Safe Share

Leslie Johnson

During her Tuesday morning session with Mr. Ebberly, he inquires if she’s all right, and she knows as soon as he asks—what’s bugging you today, Sarge?—that she’s let her mind drift to them. Cody. Trent. Did something in her body language, her expression, give her away?

There’s no way around it. July 17th is and will always be the anniversary of the day Trent killed himself. Her ex-husband. Her son’s father. Two years ago today. When her alarm buzzed this morning, she pulled the pillow over her head and considered calling in sick, just to keep an eye on Cody, her son, just in case he remembers the significance of today’s date and it triggers him. It’s been three months since his last full-blown panic attack, which is something. At some point they have to move on, once and for all.

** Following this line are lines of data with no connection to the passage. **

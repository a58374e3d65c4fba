use std::{
    io::{self, Read, Write},
    net::{Shutdown, SocketAddr, TcpStream},
    os::unix::net::UnixStream,
    sync::{
        atomic::{AtomicBool, AtomicU64, Ordering},
        Arc,
    },
    time::Duration,
};

static NEXT_CONNECTION_ID: AtomicU64 = AtomicU64::new(1);

/// Unique identifier handed to the lifecycle hooks.
#[derive(Debug, Clone, Copy, PartialEq, Eq, Hash, PartialOrd, Ord)]
pub struct ConnectionId(u64);

impl ConnectionId {
    pub(crate) fn next() -> ConnectionId {
        ConnectionId(NEXT_CONNECTION_ID.fetch_add(1, Ordering::Relaxed))
    }
}

impl std::fmt::Display for ConnectionId {
    fn fmt(&self, f: &mut std::fmt::Formatter<'_>) -> std::fmt::Result {
        write!(f, "#{}", self.0)
    }
}

/// The scheme clients used to reach this listener. The library does not
/// terminate TLS itself; `Https` marks listeners sitting behind a
/// terminating proxy.
#[derive(Debug, Clone, Copy, PartialEq, Eq, Default)]
pub enum Scheme {
    #[default]
    Http,
    Https,
}

impl Scheme {
    pub fn as_str(&self) -> &'static str {
        match self {
            Scheme::Http => "http",
            Scheme::Https => "https",
        }
    }
}

/// Abstracts away the stream types the server can be deployed on.
pub struct Connection {
    inner: ConnectionInner,
    id: ConnectionId,
    scheme: Scheme,
    alive: Arc<AtomicBool>,
}

enum ConnectionInner {
    Tcp(TcpStream),
    Unix(UnixStream),
}

impl Connection {
    pub fn id(&self) -> ConnectionId {
        self.id
    }

    pub fn scheme(&self) -> Scheme {
        self.scheme
    }

    pub(crate) fn set_scheme(&mut self, scheme: Scheme) {
        self.scheme = scheme;
    }

    /// Whether the connection has been closed through a close handle.
    pub fn is_alive(&self) -> bool {
        self.alive.load(Ordering::Acquire)
    }

    pub fn peer_addr(&self) -> Option<SocketAddr> {
        match self.inner {
            ConnectionInner::Tcp(ref tcp) => tcp.peer_addr().ok(),
            ConnectionInner::Unix(_) => None,
        }
    }

    pub fn local_addr(&self) -> Option<SocketAddr> {
        match self.inner {
            ConnectionInner::Tcp(ref tcp) => tcp.local_addr().ok(),
            ConnectionInner::Unix(_) => None,
        }
    }

    pub fn set_read_timeout(&self, timeout: Option<Duration>) -> io::Result<()> {
        match self.inner {
            ConnectionInner::Tcp(ref tcp) => tcp.set_read_timeout(timeout),
            ConnectionInner::Unix(ref unix) => unix.set_read_timeout(timeout),
        }
    }

    pub fn set_write_timeout(&self, timeout: Option<Duration>) -> io::Result<()> {
        match self.inner {
            ConnectionInner::Tcp(ref tcp) => tcp.set_write_timeout(timeout),
            ConnectionInner::Unix(ref unix) => unix.set_write_timeout(timeout),
        }
    }

    /// A second handle over the same socket, sharing id and liveness.
    /// Workers use one clone for reading and one for writing.
    pub fn try_clone(&self) -> io::Result<Connection> {
        let inner = match self.inner {
            ConnectionInner::Tcp(ref tcp) => ConnectionInner::Tcp(tcp.try_clone()?),
            ConnectionInner::Unix(ref unix) => ConnectionInner::Unix(unix.try_clone()?),
        };
        Ok(Connection {
            inner,
            id: self.id,
            scheme: self.scheme,
            alive: self.alive.clone(),
        })
    }

    /// A handle the scheduler keeps to force-close the socket of a worker
    /// that does not cooperate with shutdown.
    pub(crate) fn close_handle(&self) -> io::Result<CloseHandle> {
        let inner = match self.inner {
            ConnectionInner::Tcp(ref tcp) => CloseInner::Tcp(tcp.try_clone()?),
            ConnectionInner::Unix(ref unix) => CloseInner::Unix(unix.try_clone()?),
        };
        Ok(CloseHandle {
            inner,
            alive: self.alive.clone(),
        })
    }

    pub(crate) fn shutdown(&self) {
        self.alive.store(false, Ordering::Release);
        match self.inner {
            ConnectionInner::Tcp(ref tcp) => {
                tcp.shutdown(Shutdown::Both).ok();
            }
            ConnectionInner::Unix(ref unix) => {
                unix.shutdown(Shutdown::Both).ok();
            }
        }
    }
}

pub(crate) struct CloseHandle {
    inner: CloseInner,
    alive: Arc<AtomicBool>,
}

enum CloseInner {
    Tcp(TcpStream),
    Unix(UnixStream),
}

impl CloseHandle {
    pub(crate) fn close(&self) {
        self.alive.store(false, Ordering::Release);
        match self.inner {
            CloseInner::Tcp(ref tcp) => {
                tcp.shutdown(Shutdown::Both).ok();
            }
            CloseInner::Unix(ref unix) => {
                unix.shutdown(Shutdown::Both).ok();
            }
        }
    }
}

impl Read for Connection {
    fn read(&mut self, buf: &mut [u8]) -> io::Result<usize> {
        match self.inner {
            ConnectionInner::Tcp(ref mut tcp) => tcp.read(buf),
            ConnectionInner::Unix(ref mut unix) => unix.read(buf),
        }
    }
}

impl Write for Connection {
    fn write(&mut self, buf: &[u8]) -> io::Result<usize> {
        match self.inner {
            ConnectionInner::Tcp(ref mut tcp) => tcp.write(buf),
            ConnectionInner::Unix(ref mut unix) => unix.write(buf),
        }
    }

    fn flush(&mut self) -> io::Result<()> {
        match self.inner {
            ConnectionInner::Tcp(ref mut tcp) => tcp.flush(),
            ConnectionInner::Unix(ref mut unix) => unix.flush(),
        }
    }
}

impl From<TcpStream> for Connection {
    fn from(tcp: TcpStream) -> Self {
        Connection {
            inner: ConnectionInner::Tcp(tcp),
            id: ConnectionId::next(),
            scheme: Scheme::Http,
            alive: Arc::new(AtomicBool::new(true)),
        }
    }
}

impl From<(TcpStream, SocketAddr)> for Connection {
    fn from((tcp, _addr): (TcpStream, SocketAddr)) -> Self {
        tcp.into()
    }
}

impl From<UnixStream> for Connection {
    fn from(unix: UnixStream) -> Self {
        Connection {
            inner: ConnectionInner::Unix(unix),
            id: ConnectionId::next(),
            scheme: Scheme::Http,
            alive: Arc::new(AtomicBool::new(true)),
        }
    }
}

She got up and dressed in her work clothes as usual: polyester-blend khakis, royal blue polo with the Harmony Village emblem on one breast.

But she couldn’t stop herself from checking on Cody before she left, even though he’s twenty. An adult. She quietly turned the handle of his bedroom door, peeked inside the open inch. He was sleeping in the posture of his boyhood: blankets kicked away, his body lined up along the side of the mattress, one arm on his stomach, the other dangling down. When he was a child, if she checked on him in the night, she’d nudge him toward the middle as he slept, smoothing the bedspread evenly around him, but in the morning when she went to wake him, he’d be right back on the edge.

Deena prides herself on her professionalism, and if there is one motto above all that guides her practice, it’s staying fully in the present moment. Even during an exercise that might appear routine, she focuses intently on her patients’ cues—the smallest responses of muscles, breathing, skin tone, emotional affect. She’s proud of her job, her good salary, her reputation at Harmony Village as one of the favorite physical therapists among the elderly residents like Mr. Ebberly.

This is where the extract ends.